Object recognition is different to object detection. With detection, the IVA simply detects that an object is in the viewed scene, typically by putting a bounding box around targets which were not in a reference image or which move. Some object detection algorithms will estimate whether the object is a person or vehicle based upon rudimentary criteria such as size, shape, speed, etc.. However, this is not object recognition.
Object recognition is made up of various algorithms which use advanced analysis to identify objects in images. The algorithms predict the classification of the object in an image. It does this based upon machine learning, and therefore needs to be ‘taught’ about objects and their parameters. The accuracy of the classification increases as more images of an object are used for learning.
The development of deep learning technologies adds another dimension. Deep learning techniques use convolutional neural networks, or CNNs, to learn an object’s features in order to identify it. This allows a system to learn to identify differences between cars and vans by analysing training images and learning the differences between the two types of vehicles.
Deep learning ensures the potential on offer from video surveillance in smart buildings goes far beyond security, by allowing a depth of filtering choices to provide data about a wide range of conditions.
In essence, any data that can be visually captured can then be processed as a part of a smart solution.
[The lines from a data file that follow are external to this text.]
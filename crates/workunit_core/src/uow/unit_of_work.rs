use super::transaction::TransactionController;
use super::{ConstructionFailure, UnitOfWorkError, UowResult};
use crate::config::UnitOfWorkOptions;
use crate::context::{
    Command, ConnectionState, ContextResult, DataContext, DataRow, IsolationLevel,
    TransactionHandle,
};
use crate::model::Entity;
use crate::params::Parameters;
use crate::repo::{EntityRepository, LocatorMode, Repository, RepositoryCache, RepositoryLocator};
use log::{debug, error, info, warn};
use std::any::type_name;
use std::cell::RefCell;
use std::rc::{Rc, Weak};
use std::time::Duration;
use tokio_util::sync::CancellationToken;

struct UnitOfWorkInner<C: DataContext> {
    context: Rc<C>,
    repositories: RefCell<RepositoryCache>,
    transactions: TransactionController<C::Transaction>,
    locator: Option<RepositoryLocator>,
    options: UnitOfWorkOptions,
}

impl<C: DataContext> Drop for UnitOfWorkInner<C> {
    fn drop(&mut self) {
        let Some(handle) = self.transactions.take() else {
            return;
        };
        let isolation = handle.isolation_level();
        match handle.rollback() {
            Ok(()) => warn!(
                "event=uow_drop module=uow status=ok open_transaction=rolled_back isolation={}",
                isolation
            ),
            Err(err) => error!(
                "event=uow_drop module=uow status=error isolation={} error={}",
                isolation, err
            ),
        }
    }
}

/// Coordinates repositories, one transaction and raw statements over a
/// shared `DataContext`.
///
/// Cloning yields another handle to the same unit of work.
pub struct UnitOfWork<C: DataContext> {
    inner: Rc<UnitOfWorkInner<C>>,
}

impl<C: DataContext> Clone for UnitOfWork<C> {
    fn clone(&self) -> Self {
        Self {
            inner: Rc::clone(&self.inner),
        }
    }
}

/// Non-owning back-reference held by repositories.
pub struct WeakUnitOfWork<C: DataContext> {
    inner: Weak<UnitOfWorkInner<C>>,
}

impl<C: DataContext> Clone for WeakUnitOfWork<C> {
    fn clone(&self) -> Self {
        Self {
            inner: Weak::clone(&self.inner),
        }
    }
}

impl<C: DataContext> WeakUnitOfWork<C> {
    pub fn upgrade(&self) -> Option<UnitOfWork<C>> {
        self.inner.upgrade().map(|inner| UnitOfWork { inner })
    }
}

pub struct UnitOfWorkBuilder<C: DataContext> {
    context: C,
    options: UnitOfWorkOptions,
    locator: Option<RepositoryLocator>,
}

impl<C: DataContext> UnitOfWorkBuilder<C> {
    pub fn options(mut self, options: UnitOfWorkOptions) -> Self {
        self.options = options;
        self
    }

    pub fn locator(mut self, locator: RepositoryLocator) -> Self {
        self.locator = Some(locator);
        self
    }

    /// Applies the configured command timeout and creates the coordinator.
    ///
    /// Without an explicit locator, an empty one in the configured
    /// `locator_mode` is used.
    pub fn build(self) -> UowResult<UnitOfWork<C>> {
        if let Some(timeout) = self.options.command_timeout() {
            self.context.set_command_timeout(Some(timeout))?;
        }
        let locator = self.locator.unwrap_or_else(|| self.options.locator());
        Ok(UnitOfWork::from_parts(
            self.context,
            Some(locator),
            self.options,
        ))
    }
}

impl<C: DataContext> UnitOfWork<C> {
    pub fn new(context: C) -> Self {
        Self::from_parts(context, None, UnitOfWorkOptions::default())
    }

    /// Creates a coordinator that consults `locator` before building its own
    /// repositories.
    pub fn with_locator(context: C, locator: RepositoryLocator) -> Self {
        Self::from_parts(context, Some(locator), UnitOfWorkOptions::default())
    }

    pub fn builder(context: C) -> UnitOfWorkBuilder<C> {
        UnitOfWorkBuilder {
            context,
            options: UnitOfWorkOptions::default(),
            locator: None,
        }
    }

    fn from_parts(
        context: C,
        locator: Option<RepositoryLocator>,
        options: UnitOfWorkOptions,
    ) -> Self {
        debug!(
            "event=uow_create module=uow status=ok locator={} default_isolation={}",
            locator.as_ref().is_some_and(RepositoryLocator::is_configured),
            options.default_isolation
        );
        Self {
            inner: Rc::new(UnitOfWorkInner {
                context: Rc::new(context),
                repositories: RefCell::new(RepositoryCache::new()),
                transactions: TransactionController::new(),
                locator,
                options,
            }),
        }
    }

    pub fn downgrade(&self) -> WeakUnitOfWork<C> {
        WeakUnitOfWork {
            inner: Rc::downgrade(&self.inner),
        }
    }

    /// The context shared by this coordinator and all of its repositories.
    pub fn context(&self) -> &Rc<C> {
        &self.inner.context
    }

    pub fn options(&self) -> &UnitOfWorkOptions {
        &self.inner.options
    }

    /// Returns the repository for `T`.
    ///
    /// A registration in the locator wins. Otherwise the repository is built
    /// on first request and the same instance is returned afterwards.
    ///
    /// # Errors
    /// - `Construction` when the locator is required and has no
    ///   registration, when the entity mapping does not match the store, or
    ///   when the cached handle has an unexpected type.
    pub fn repository<T: Entity>(&self) -> UowResult<Rc<dyn EntityRepository<T>>> {
        let entity = type_name::<T>();

        if let Some(locator) = &self.inner.locator {
            if let Some(repository) = locator.resolve::<T>() {
                debug!("event=repository_resolve module=uow status=ok source=locator entity={entity}");
                return Ok(repository);
            }
            if locator.mode() == LocatorMode::Required {
                warn!("event=repository_resolve module=uow status=error source=locator entity={entity} reason=missing_registration");
                return Err(construction(entity, ConstructionFailure::MissingRegistration));
            }
        }

        let cached = self
            .inner
            .repositories
            .borrow()
            .get::<T>()
            .map_err(|_| construction(entity, ConstructionFailure::HandleTypeMismatch))?;
        if let Some(repository) = cached {
            return Ok(repository);
        }

        // Built without holding the cache borrow: construction may resolve
        // related repositories through this coordinator.
        let repository = Repository::<T, C>::try_new(Rc::clone(&self.inner.context), self.downgrade())
            .map_err(|err| {
                warn!("event=repository_create module=uow status=error entity={entity} error={err}");
                construction(entity, ConstructionFailure::Schema(err))
            })?;
        let repository: Rc<dyn EntityRepository<T>> = Rc::new(repository);
        self.inner
            .repositories
            .borrow_mut()
            .insert::<T>(Rc::clone(&repository));
        info!(
            "event=repository_create module=uow status=ok entity={entity} table={}",
            T::TABLE
        );
        Ok(repository)
    }

    /// Number of repositories cached by this coordinator.
    pub fn repository_count(&self) -> usize {
        self.inner.repositories.borrow().len()
    }

    pub fn pending_changes(&self) -> usize {
        self.inner.context.pending_changes()
    }

    /// Flushes every staged change atomically and returns the affected row
    /// count. On failure the staged changes are kept.
    pub fn save_changes(&self) -> UowResult<usize> {
        Ok(self.inner.context.save_changes()?)
    }

    pub async fn save_changes_async(&self, cancel: &CancellationToken) -> UowResult<usize> {
        Ok(self.inner.context.save_changes_async(cancel).await?)
    }

    /// Runs a statement that returns no rows.
    pub fn execute_sql_command(
        &self,
        sql: &str,
        parameters: impl Into<Parameters>,
    ) -> UowResult<usize> {
        let command = Command::with_parameters(sql, parameters.into());
        Ok(self.inner.context.execute_non_query(&command)?)
    }

    pub async fn execute_sql_command_async(
        &self,
        sql: &str,
        parameters: impl Into<Parameters>,
    ) -> UowResult<usize> {
        self.execute_sql_command_async_with_cancel(sql, parameters, &CancellationToken::new())
            .await
    }

    pub async fn execute_sql_command_async_with_cancel(
        &self,
        sql: &str,
        parameters: impl Into<Parameters>,
        cancel: &CancellationToken,
    ) -> UowResult<usize> {
        let command = Command::with_parameters(sql, parameters.into());
        Ok(self
            .inner
            .context
            .execute_non_query_async(&command, cancel)
            .await?)
    }

    /// Streams every row of `sql` into `on_row`, in result order, and
    /// returns the number of rows visited.
    ///
    /// An error from `on_row` stops the iteration and is returned as is.
    pub fn execute_data_reader<F>(
        &self,
        sql: &str,
        parameters: impl Into<Parameters>,
        mut on_row: F,
    ) -> UowResult<usize>
    where
        F: FnMut(&DataRow<'_>) -> ContextResult<()>,
    {
        let command = Command::with_parameters(sql, parameters.into());
        Ok(self.inner.context.execute_reader(&command, &mut on_row)?)
    }

    /// Async variant of `execute_data_reader`; `cancel` is checked before
    /// submission and after every row.
    pub async fn execute_data_reader_async<F>(
        &self,
        sql: &str,
        parameters: impl Into<Parameters>,
        cancel: &CancellationToken,
        mut on_row: F,
    ) -> UowResult<usize>
    where
        F: FnMut(&DataRow<'_>) -> ContextResult<()>,
    {
        let command = Command::with_parameters(sql, parameters.into());
        Ok(self
            .inner
            .context
            .execute_reader_async(&command, cancel, &mut on_row)
            .await?)
    }

    /// Starts a transaction, opening the connection first when needed.
    pub fn begin_transaction(&self, isolation: IsolationLevel) -> UowResult<()> {
        let context = &self.inner.context;
        self.inner.transactions.begin(isolation, |level| {
            if context.connection_state() == ConnectionState::Closed {
                context.open()?;
            }
            context.begin_transaction(level)
        })?;
        debug!("event=uow_tx_begin module=uow status=ok isolation={isolation}");
        Ok(())
    }

    /// Starts a transaction at the configured default isolation level.
    pub fn begin(&self) -> UowResult<()> {
        self.begin_transaction(self.inner.options.default_isolation)
    }

    pub fn commit(&self) -> UowResult<bool> {
        self.inner.transactions.commit()
    }

    pub fn rollback(&self) -> UowResult<()> {
        self.inner.transactions.rollback()
    }

    pub fn has_active_transaction(&self) -> bool {
        self.inner.transactions.is_active()
    }

    pub fn active_isolation_level(&self) -> Option<IsolationLevel> {
        self.inner.transactions.isolation_level()
    }

    pub fn command_timeout(&self) -> Option<Duration> {
        self.inner.context.command_timeout()
    }

    pub fn set_command_timeout(&self, timeout: Option<Duration>) -> UowResult<()> {
        Ok(self.inner.context.set_command_timeout(timeout)?)
    }

    pub fn connection_state(&self) -> ConnectionState {
        self.inner.context.connection_state()
    }

    /// Rolls back an open transaction, then closes the connection.
    pub fn close(&self) -> UowResult<()> {
        if let Some(handle) = self.inner.transactions.take() {
            warn!(
                "event=uow_close module=uow status=ok open_transaction=rolled_back isolation={}",
                handle.isolation_level()
            );
            handle.rollback()?;
        }
        Ok(self.inner.context.close()?)
    }
}

fn construction(entity: &'static str, reason: ConstructionFailure) -> UnitOfWorkError {
    UnitOfWorkError::Construction { entity, reason }
}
Data can be collected about moving or stationary objects, appearing or disappearing people or items, speed and direction of travel, size and shape of objects (or object classification where implemented), dwell or loitering times, motion or lack of motion, behavioural trends, anomalies and exceptions, coloured objects, etc..
Increasingly, rules based upon multiple criteria can be initiated, either at an edge device or at a central management software platform. The information can be pulled from any of the security system technologies, and as a result can provide significant benefits in an intelligent building or smart city implementation.
The right implementation
It is important to realise a smart building or city will not have every single function integrated. Few users want that. Many will already have legacy systems that perform certain tasks, and will be more than happy with how these function.
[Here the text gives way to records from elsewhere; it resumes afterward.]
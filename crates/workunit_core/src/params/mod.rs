//! Statement parameter binding.
//!
//! # Responsibility
//! - Turn caller-supplied values into the parameter set of a raw statement.
//! - Support ordered (positional) and structured (named) input shapes.
//!
//! # Invariants
//! - Binding always starts from an empty parameter set.
//! - Positional parameters are named `@{index}` with zero-based indices.
//! - Absent values are bound as `SqlValue::Null`, never dropped.
//! - The binder does not inspect SQL text; matching placeholders is the
//!   caller's job.

mod record;

pub use record::{BindError, ParameterRecord};

use crate::context::{Command, SqlValue, StatementParameter};
use log::trace;

/// A value on its way into a statement; `None` becomes the engine null.
#[derive(Debug, Clone, Default, PartialEq)]
pub struct ParameterValue(Option<SqlValue>);

impl ParameterValue {
    pub fn null() -> Self {
        Self(None)
    }

    pub fn is_null(&self) -> bool {
        matches!(self.0, None | Some(SqlValue::Null))
    }

    /// Resolves the value to what the driver receives.
    pub fn into_sql(self) -> SqlValue {
        self.0.unwrap_or(SqlValue::Null)
    }
}

macro_rules! parameter_value_from {
    ($($source:ty => |$value:ident| $convert:expr),+ $(,)?) => {
        $(
            impl From<$source> for ParameterValue {
                fn from($value: $source) -> Self {
                    Self(Some($convert))
                }
            }
        )+
    };
}

parameter_value_from! {
    SqlValue => |value| value,
    i64 => |value| SqlValue::Integer(value),
    i32 => |value| SqlValue::Integer(i64::from(value)),
    u32 => |value| SqlValue::Integer(i64::from(value)),
    bool => |value| SqlValue::Integer(i64::from(value)),
    f64 => |value| SqlValue::Real(value),
    String => |value| SqlValue::Text(value),
    &str => |value| SqlValue::Text(value.to_string()),
    Vec<u8> => |value| SqlValue::Blob(value),
}

impl<T: Into<ParameterValue>> From<Option<T>> for ParameterValue {
    fn from(value: Option<T>) -> Self {
        value.map_or_else(Self::null, Into::into)
    }
}

/// Input shapes accepted by the binder.
#[derive(Debug, Clone, Default, PartialEq)]
pub enum Parameters {
    /// No parameters at all.
    #[default]
    None,
    /// Ordered values bound as `@0`, `@1`, ...
    Positional(Vec<ParameterValue>),
    /// Named members in declaration order.
    Named(Vec<(String, ParameterValue)>),
}

impl Parameters {
    pub fn positional<I, V>(values: I) -> Self
    where
        I: IntoIterator<Item = V>,
        V: Into<ParameterValue>,
    {
        Self::Positional(values.into_iter().map(Into::into).collect())
    }

    pub fn named<I, K, V>(members: I) -> Self
    where
        I: IntoIterator<Item = (K, V)>,
        K: Into<String>,
        V: Into<ParameterValue>,
    {
        Self::Named(
            members
                .into_iter()
                .map(|(name, value)| (name.into(), value.into()))
                .collect(),
        )
    }

    /// Number of parameters this input will produce.
    pub fn len(&self) -> usize {
        match self {
            Self::None => 0,
            Self::Positional(values) => values.len(),
            Self::Named(members) => members.len(),
        }
    }

    pub fn is_empty(&self) -> bool {
        self.len() == 0
    }
}

impl From<Option<Parameters>> for Parameters {
    fn from(value: Option<Parameters>) -> Self {
        value.unwrap_or_default()
    }
}

/// Replaces the parameters of `command` with the ones derived from
/// `parameters` and returns how many were attached.
pub fn bind_parameters(command: &mut Command, parameters: Parameters) -> usize {
    let set = command.parameters_mut();
    set.clear();

    match parameters {
        Parameters::None => {}
        Parameters::Positional(values) => {
            for (index, value) in values.into_iter().enumerate() {
                set.push(StatementParameter::positional(index, value.into_sql()));
            }
        }
        Parameters::Named(members) => {
            for (name, value) in members {
                set.push(StatementParameter::named(name, value.into_sql()));
            }
        }
    }

    trace!(
        "event=params_bind module=params status=ok count={}",
        set.len()
    );
    set.len()
}
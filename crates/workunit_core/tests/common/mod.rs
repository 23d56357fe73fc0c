#![allow(dead_code)]

use uuid::Uuid;
use workunit_core::{
    ContextError, ContextResult, DataRow, Entity, Migration, Parameters, SqlValue, SqliteContext,
    SqliteOptions, Trackable, TrackingState, UnitOfWork,
};

pub const MIGRATIONS: &[Migration] = &[
    Migration::new(
        1,
        "CREATE TABLE customers (
            id INTEGER PRIMARY KEY,
            name TEXT NOT NULL
        );",
    ),
    Migration::new(
        2,
        "CREATE TABLE orders (
            id TEXT PRIMARY KEY,
            customer_id INTEGER NOT NULL,
            total_cents INTEGER NOT NULL CHECK (total_cents >= 0),
            note TEXT
        );",
    ),
];

#[derive(Debug, Clone, PartialEq)]
pub struct Order {
    pub id: Uuid,
    pub customer_id: i64,
    pub total_cents: i64,
    pub note: Option<String>,
    pub state: TrackingState,
}

impl Order {
    pub fn new(customer_id: i64, total_cents: i64) -> Self {
        Self {
            id: Uuid::new_v4(),
            customer_id,
            total_cents,
            note: None,
            state: TrackingState::Added,
        }
    }
}

impl Trackable for Order {
    fn tracking_state(&self) -> TrackingState {
        self.state
    }

    fn set_tracking_state(&mut self, state: TrackingState) {
        self.state = state;
    }
}

impl Entity for Order {
    const TABLE: &'static str = "orders";
    const KEY_COLUMN: &'static str = "id";

    fn columns() -> &'static [&'static str] {
        &["id", "customer_id", "total_cents", "note"]
    }

    fn key(&self) -> SqlValue {
        SqlValue::Text(self.id.to_string())
    }

    fn values(&self) -> Vec<SqlValue> {
        vec![
            self.key(),
            SqlValue::Integer(self.customer_id),
            SqlValue::Integer(self.total_cents),
            self.note.clone().map_or(SqlValue::Null, SqlValue::Text),
        ]
    }

    fn from_row(row: &DataRow<'_>) -> ContextResult<Self> {
        let raw_id: String = row.get("id")?;
        let id = Uuid::parse_str(&raw_id).map_err(|err| ContextError::InvalidColumn {
            column: "id".to_string(),
            reason: err.to_string(),
        })?;
        Ok(Self {
            id,
            customer_id: row.get("customer_id")?,
            total_cents: row.get("total_cents")?,
            note: row.get("note")?,
            state: TrackingState::Unchanged,
        })
    }
}

#[derive(Debug, Clone, PartialEq)]
pub struct Customer {
    pub id: i64,
    pub name: String,
}

impl Trackable for Customer {
    fn tracking_state(&self) -> TrackingState {
        TrackingState::Unchanged
    }

    fn set_tracking_state(&mut self, _state: TrackingState) {}
}

impl Entity for Customer {
    const TABLE: &'static str = "customers";
    const KEY_COLUMN: &'static str = "id";

    fn columns() -> &'static [&'static str] {
        &["id", "name"]
    }

    fn key(&self) -> SqlValue {
        SqlValue::Integer(self.id)
    }

    fn values(&self) -> Vec<SqlValue> {
        vec![self.key(), SqlValue::Text(self.name.clone())]
    }

    fn from_row(row: &DataRow<'_>) -> ContextResult<Self> {
        Ok(Self {
            id: row.get("id")?,
            name: row.get("name")?,
        })
    }
}

pub fn memory_context() -> SqliteContext {
    SqliteContext::open_in_memory(MIGRATIONS, SqliteOptions::default()).unwrap()
}

pub fn memory_unit() -> UnitOfWork<SqliteContext> {
    UnitOfWork::new(memory_context())
}

pub fn count_rows(unit: &UnitOfWork<SqliteContext>, table: &str) -> i64 {
    let mut count = 0;
    unit.execute_data_reader(
        &format!("SELECT COUNT(*) AS total FROM {table}"),
        Parameters::None,
        |row: &DataRow<'_>| {
            count = row.get("total")?;
            Ok(())
        },
    )
    .unwrap();
    count
}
Additional smart functionality which exploits the data being captured by the security system can be added incrementally, delivering proof of concept for the end user. As their requirements grow, so additional elements can be introduced. In many cases, the customer will not have thought about how they’d like to utilise data from the security system, often because they don’t realise the potential available from the system. Therefore, the key to additional business lies in ensuring users appreciate the power and flexibility of modern solutions.
The options range from general site management, such as controlling power when a department, floor or building is vacant or managing access to car parks out of working hours, through to very specific tasks such as alerting staff if occupancy in a public area reaches a predefined level, or directing delivery vehicles to a certain loading bay.
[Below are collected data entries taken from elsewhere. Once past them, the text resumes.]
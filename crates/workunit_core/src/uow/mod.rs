//! Unit-of-work coordinator.
//!
//! # Responsibility
//! - Hand out one repository per entity type over a shared context.
//! - Own the single open transaction of a logical flow.
//! - Forward raw statements and change flushing to the context.
//!
//! # Invariants
//! - At most one transaction is open per coordinator.
//! - The coordinator, its cache and its transaction handle are `!Send`.
//! - Cancellation always surfaces as `UnitOfWorkError::Cancelled`.

mod transaction;
mod unit_of_work;

pub use unit_of_work::{UnitOfWork, UnitOfWorkBuilder, WeakUnitOfWork};

use crate::context::{ContextError, IsolationLevel};
use crate::params::BindError;
use crate::repo::RepoError;
use thiserror::Error;

pub type UowResult<T> = Result<T, UnitOfWorkError>;

/// Why a repository could not be produced.
#[derive(Debug, Error)]
pub enum ConstructionFailure {
    #[error("entity mapping does not match the store: {0}")]
    Schema(#[source] RepoError),
    #[error("the locator is required and has no registration")]
    MissingRegistration,
    #[error("the cached repository handle has an unexpected type")]
    HandleTypeMismatch,
}

/// Coordinator errors.
#[derive(Debug, Error)]
pub enum UnitOfWorkError {
    #[error("cannot construct repository for `{entity}`: {reason}")]
    Construction {
        entity: &'static str,
        #[source]
        reason: ConstructionFailure,
    },
    #[error("no transaction is active for {operation}")]
    NoActiveTransaction { operation: &'static str },
    #[error("a `{isolation}` transaction is already active")]
    TransactionAlreadyActive { isolation: IsolationLevel },
    #[error(transparent)]
    Context(ContextError),
    #[error(transparent)]
    Bind(#[from] BindError),
    #[error("operation cancelled")]
    Cancelled,
}

impl UnitOfWorkError {
    pub fn is_cancelled(&self) -> bool {
        matches!(self, Self::Cancelled)
    }
}

impl From<ContextError> for UnitOfWorkError {
    fn from(value: ContextError) -> Self {
        match value {
            ContextError::Cancelled => Self::Cancelled,
            other => Self::Context(other),
        }
    }
}

#[cfg(test)]
mod tests {
    use super::UnitOfWorkError;
    use crate::context::ContextError;

    #[test]
    fn context_cancellation_maps_to_dedicated_variant() {
        assert!(UnitOfWorkError::from(ContextError::Cancelled).is_cancelled());
        assert!(matches!(
            UnitOfWorkError::from(ContextError::ConnectionClosed),
            UnitOfWorkError::Context(ContextError::ConnectionClosed)
        ));
    }
}
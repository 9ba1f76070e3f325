use std::fs::{File, OpenOptions};
use std::path::{Path, PathBuf};
use std::time::{Duration, Instant};

/// Name of the lock file kept inside the data directory
pub const LOCK_FILE: &str = ".tasks.lock";

/// Exclusive advisory lock on the data directory.
///
/// Held around every write so a `tl` command and a running TUI never
/// interleave their writes to the same file. Released on drop.
pub struct DirLock {
    _file: File,
    path: PathBuf,
}

/// Error type for lock operations
#[derive(Debug, thiserror::Error)]
pub enum LockError {
    #[error("could not open lock file {path}: {source}")]
    Open {
        path: PathBuf,
        source: std::io::Error,
    },
    #[error("timed out waiting for {path}: another tl process is writing")]
    Timeout { path: PathBuf },
}

impl DirLock {
    /// Take the lock, retrying until `timeout` elapses.
    pub fn acquire(dir: &Path, timeout: Duration) -> Result<Self, LockError> {
        let path = dir.join(LOCK_FILE);
        let file = OpenOptions::new()
            .create(true)
            .write(true)
            .truncate(false)
            .open(&path)
            .map_err(|source| LockError::Open {
                path: path.clone(),
                source,
            })?;

        let deadline = Instant::now() + timeout;
        while try_lock_exclusive(&file).is_err() {
            if Instant::now() >= deadline {
                return Err(LockError::Timeout { path });
            }
            std::thread::sleep(Duration::from_millis(10));
        }
        Ok(DirLock { _file: file, path })
    }

    /// Take the lock with the default two-second budget
    pub fn acquire_default(dir: &Path) -> Result<Self, LockError> {
        Self::acquire(dir, Duration::from_secs(2))
    }

    pub fn path(&self) -> &Path {
        &self.path
    }
}

// The flock is dropped with the file descriptor. The lock file itself is
// left in place: unlinking it would let a waiter lock a stale inode.

#[cfg(unix)]
fn try_lock_exclusive(file: &File) -> Result<(), std::io::Error> {
    use std::os::unix::io::AsRawFd;
    // SAFETY: the descriptor is owned by `file` and valid for this call.
    let rc = unsafe { libc::flock(file.as_raw_fd(), libc::LOCK_EX | libc::LOCK_NB) };
    if rc == 0 {
        Ok(())
    } else {
        Err(std::io::Error::last_os_error())
    }
}

#[cfg(not(unix))]
fn try_lock_exclusive(_file: &File) -> Result<(), std::io::Error> {
    Ok(())
}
Through a combination of system features and functions and logic-based rules, advanced automation and building management actions can be established with relative ease. Not only does this enhance the return on investment for the customer, but it also allows the use of additional budget from other cost centres. This in turn ensures systems can be created which exceed the user’s expectations.
In summary
End users are investing in smart technologies to create intelligent buildings and campuses. Such investments add business efficiencies, and offer an enhanced return on investment. The additional business that offering smart functionality will bring is essential to future growth. However, unless the functionality is sold to the customers, they are unlikely to fully understand just how flexible their systems are.